Note: In production this can be a generic function with a method for mmrm.
diagnostics <- function(object) {
assert_class(object, "mmrm")
n_obs <- object$model$modelInfo$nobs
cov_est <- object$cov_est
df <- attr(cov_est, "n_parameters")
n_fixed <- ncol(getME(object$model, "X"))
m <- max(df + 2, n_obs - n_fixed)
log_lik <- as.numeric(stats::logLik(object$model))
n_subjects <- nlevels(object$model$modelInfo$reTrms$cond$flist[[1L]])
list(
"REML criterion" = -2 * log_lik,
AIC = -2 * log_lik + 2 * df,
AICc = -2 * log_lik + 2 * df * (m / (m - df - 1)),
BIC = -2 * log_lik + df * log(n_subjects)
)
}
diagnostics(result)
h_quad_form_vec()
Just a small numeric helper to compute a quadratic form of a vector
and a matrix.
# Calculates x %*% mat %*% t(x) efficiently if x is a (row) vector.
h_quad_form_vec <- function(x, mat) {
assert_numeric(x, any.missing = FALSE)
assert_matrix(mat, mode = "numeric", any.missing = FALSE, nrows = length(x), ncols = length(x))
sum(x * (mat %*% x))
}
h_quad_form_vec(1:2, matrix(1:4, 2, 2))
h_gradient()
This is the helper to compute the gradient based on a jacobian (as a list, as above)
and a vector L.
h_gradient <- function(jac_list, L) {
assert_list(jac_list)
assert_numeric(L)
vapply(
jac_list,
h_quad_form_vec, # = {L' Jac L}_i
x = L,
numeric(1L)
)
}
L <- c(-1, 1, 0, 0, 0, 0, 0, 0, 0, 0, 0)
h_gradient(jac_example, L)
h_df_1d_list()
Little helper function to format results of df_1d().
h_df_1d_list <- function(est, se, v_num, v_denom) {
t_stat <- est / se
df <- v_num / v_denom
pval <- 2 * pt(q = abs(t_stat), df = df, lower.tail = FALSE)
list(
est = est,
se = se,
df = df,
t_stat = t_stat,
pval = pval
)
}
df_1d()
We define this function to calculate the Satterthwaite degrees of freedom for the
one-dimensional case. It takes the mmrm object and the contrast matrix (here
vector).
df_1d <- function(object, L) {
assert_class(object, "mmrm")
assert_numeric(L, any.missing = FALSE)
L <- as.vector(L)
assert_numeric(L, len = length(object$beta_est))
contrast_est <- sum(L * object$beta_est)
contrast_var <- h_quad_form_vec(L, object$vcov_beta)
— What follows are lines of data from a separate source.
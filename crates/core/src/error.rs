//! Setup-time errors. Everything here is fatal for the table it concerns:
//! a registry or record set that fails validation never reaches a view.

#![forbid(unsafe_code)]

use thiserror::Error;

#[derive(Debug, Clone, PartialEq, Eq, Error)]
pub enum TableError {
    #[error("validation: duplicate column key `{0}`")]
    DuplicateColumn(String),
    #[error("validation: empty column key at position {0}")]
    EmptyColumnKey(usize),
    #[error("validation: unknown column `{0}`")]
    UnknownColumn(String),
    #[error("validation: duplicate record id {0}")]
    DuplicateRecordId(u64),
    #[error("validation: record at position {position} has no integer `{id_field}` field")]
    MissingRecordId { position: usize, id_field: String },
    #[error("validation: field `{field}` of record {id} is not a scalar")]
    NonScalarField { id: u64, field: String },
    #[error("validation: invalid column config: {0}")]
    InvalidColumnConfig(String),
    #[error("validation: invalid records: {0}")]
    InvalidRecords(String),
}

pub type TableResult<T> = Result<T, TableError>;
//! Filter and sort state owned by a view.
//!
//! Both are plain values: events mutate them, stages read them.

#![forbid(unsafe_code)]

use std::collections::BTreeMap;

use serde::{Deserialize, Serialize};

/// Active filter inputs keyed by column key, plus an optional global quick filter.
/// Empty input is the same as no input: it never creates an entry.
#[derive(Debug, Clone, Default, PartialEq, Eq, Hash, Serialize, Deserialize)]
pub struct FilterState {
    columns: BTreeMap<String, String>,
    #[serde(default, skip_serializing_if = "Option::is_none")]
    global: Option<String>,
}

impl FilterState {
    pub fn new() -> Self { Self::default() }

    /// Builder used by tests and callers assembling a state in one go.
    pub fn with(mut self, key: impl Into<String>, value: &str) -> Self {
        self.set(key, Some(value));
        self
    }

    /// Set or clear the input for `key`. Returns whether the state changed.
    pub fn set(&mut self, key: impl Into<String>, value: Option<&str>) -> bool {
        let key = key.into();
        match value.filter(|v| !v.is_empty()) {
            Some(v) => {
                if self.columns.get(&key).map(|cur| cur == v).unwrap_or(false) { return false; }
                self.columns.insert(key, v.to_string());
                true
            }
            None => self.columns.remove(&key).is_some(),
        }
    }

    pub fn get(&self, key: &str) -> Option<&str> { self.columns.get(key).map(|s| s.as_str()) }

    /// Active `(column key, input)` pairs in key order.
    pub fn active(&self) -> impl Iterator<Item = (&str, &str)> {
        self.columns.iter().map(|(k, v)| (k.as_str(), v.as_str()))
    }

    pub fn set_global(&mut self, value: Option<&str>) -> bool {
        let next = value.filter(|v| !v.is_empty()).map(|v| v.to_string());
        if next == self.global { return false; }
        self.global = next;
        true
    }

    pub fn global(&self) -> Option<&str> { self.global.as_deref() }

    pub fn is_empty(&self) -> bool { self.columns.is_empty() && self.global.is_none() }

    pub fn clear(&mut self) {
        self.columns.clear();
        self.global = None;
    }
}

#[derive(Clone, Copy, Debug, PartialEq, Eq, Hash, Serialize, Deserialize)]
#[serde(rename_all = "lowercase")]
pub enum SortDirection {
    Ascending,
    Descending,
}

/// Header affordance for one column.
#[derive(Clone, Copy, Debug, Default, PartialEq, Eq, Hash, Serialize, Deserialize)]
#[serde(rename_all = "lowercase")]
pub enum SortIndicator {
    #[default]
    None,
    Ascending,
    Descending,
}

/// At most one active sort.
#[derive(Clone, Debug, Default, PartialEq, Eq, Hash, Serialize, Deserialize)]
#[serde(rename_all = "lowercase")]
pub enum SortState {
    #[default]
    None,
    By { key: String, direction: SortDirection },
}

impl SortState {
    pub fn ascending(key: impl Into<String>) -> Self {
        SortState::By { key: key.into(), direction: SortDirection::Ascending }
    }

    pub fn descending(key: impl Into<String>) -> Self {
        SortState::By { key: key.into(), direction: SortDirection::Descending }
    }

    pub fn key(&self) -> Option<&str> {
        match self { SortState::By { key, .. } => Some(key.as_str()), SortState::None => None }
    }

    pub fn direction(&self) -> Option<SortDirection> {
        match self { SortState::By { direction, .. } => Some(*direction), SortState::None => None }
    }

    pub fn is_none(&self) -> bool { matches!(self, SortState::None) }

    /// Header click: ascending -> descending -> none on the same column,
    /// ascending when a different column is clicked.
    pub fn toggle(&mut self, key: &str) {
        *self = match std::mem::take(self) {
            SortState::By { key: cur, direction: SortDirection::Ascending } if cur == key => SortState::descending(cur),
            SortState::By { key: cur, direction: SortDirection::Descending } if cur == key => SortState::None,
            _ => SortState::ascending(key),
        };
    }

    pub fn indicator(&self, key: &str) -> SortIndicator {
        match self {
            SortState::By { key: cur, direction } if cur == key => match direction {
                SortDirection::Ascending => SortIndicator::Ascending,
                SortDirection::Descending => SortIndicator::Descending,
            },
            _ => SortIndicator::None,
        }
    }
}

#[cfg(test)]
mod tests {
    use super::*;

    #[test]
    fn empty_input_clears_filter() {
        let mut f = FilterState::new();
        assert!(f.set("department", Some("Eng")));
        assert!(!f.set("department", Some("Eng")));
        assert_eq!(f.get("department"), Some("Eng"));
        assert!(f.set("department", Some("")));
        assert!(f.is_empty());
        assert!(!f.set("department", None));
    }

    #[test]
    fn global_input_counts_towards_emptiness() {
        let mut f = FilterState::new();
        assert!(f.set_global(Some("jo")));
        assert!(!f.is_empty());
        assert!(!f.set_global(Some("jo")));
        assert!(f.set_global(Some("")));
        assert!(f.is_empty());
    }

    #[test]
    fn toggle_cycles_asc_desc_none() {
        let mut s = SortState::None;
        s.toggle("name");
        assert_eq!(s, SortState::ascending("name"));
        s.toggle("name");
        assert_eq!(s.key(), Some("name"));
        assert_eq!(s.direction(), Some(SortDirection::Descending));
        s.toggle("name");
        assert!(s.is_none());
        assert_eq!(s.direction(), None);
    }

    #[test]
    fn toggle_on_other_column_restarts_ascending() {
        let mut s = SortState::descending("name");
        s.toggle("email");
        assert_eq!(s, SortState::ascending("email"));
        assert_eq!(s.indicator("email"), SortIndicator::Ascending);
        assert_eq!(s.indicator("name"), SortIndicator::None);
    }
}
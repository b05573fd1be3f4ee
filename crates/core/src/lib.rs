//! Tabula core types: scalar values, records, column registry, view state and errors.

#![forbid(unsafe_code)]

pub mod columns;
mod error;
mod record;
mod state;
mod value;

pub use columns::{CellFormat, ColumnConfig, ColumnDef, ColumnRegistry, ColumnSummary, SortType};
pub use error::{TableError, TableResult};
pub use record::{records_from_json, Record, RecordId};
pub use state::{FilterState, SortDirection, SortIndicator, SortState};
pub use value::Value;

pub mod prelude {
    pub use super::{
        ColumnDef, ColumnRegistry, FilterState, Record, RecordId, SortDirection, SortIndicator, SortState, SortType,
        TableError, TableResult, Value,
    };
}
contrast_grad <- h_gradient(object$jac_list, L)
v_numerator <- 2 * contrast_var^2
v_denominator <- h_quad_form_vec(contrast_grad, object$vcov_theta)
h_df_1d_list(
est = contrast_est,
se = sqrt(contrast_var),
v_num = v_numerator,
v_denom = v_denominator
)
}
Let's try it out:
df_1d(result, L)
Let's quickly compare this with the existing tern.mmrm just to be sure
that this is correct:
old_result <- tern.mmrm::fit_mmrm(vars = vs, data = dat)
all.equal(result$beta_est, fixef(old_result$fit))
lmerTest::contest1D(old_result$fit, L)
So unfortunately that the degrees of freedom results are very far apart.
The question is why?
Let's look inside:
# debug(lmerTest:::contest1D.lmerModLmerTest)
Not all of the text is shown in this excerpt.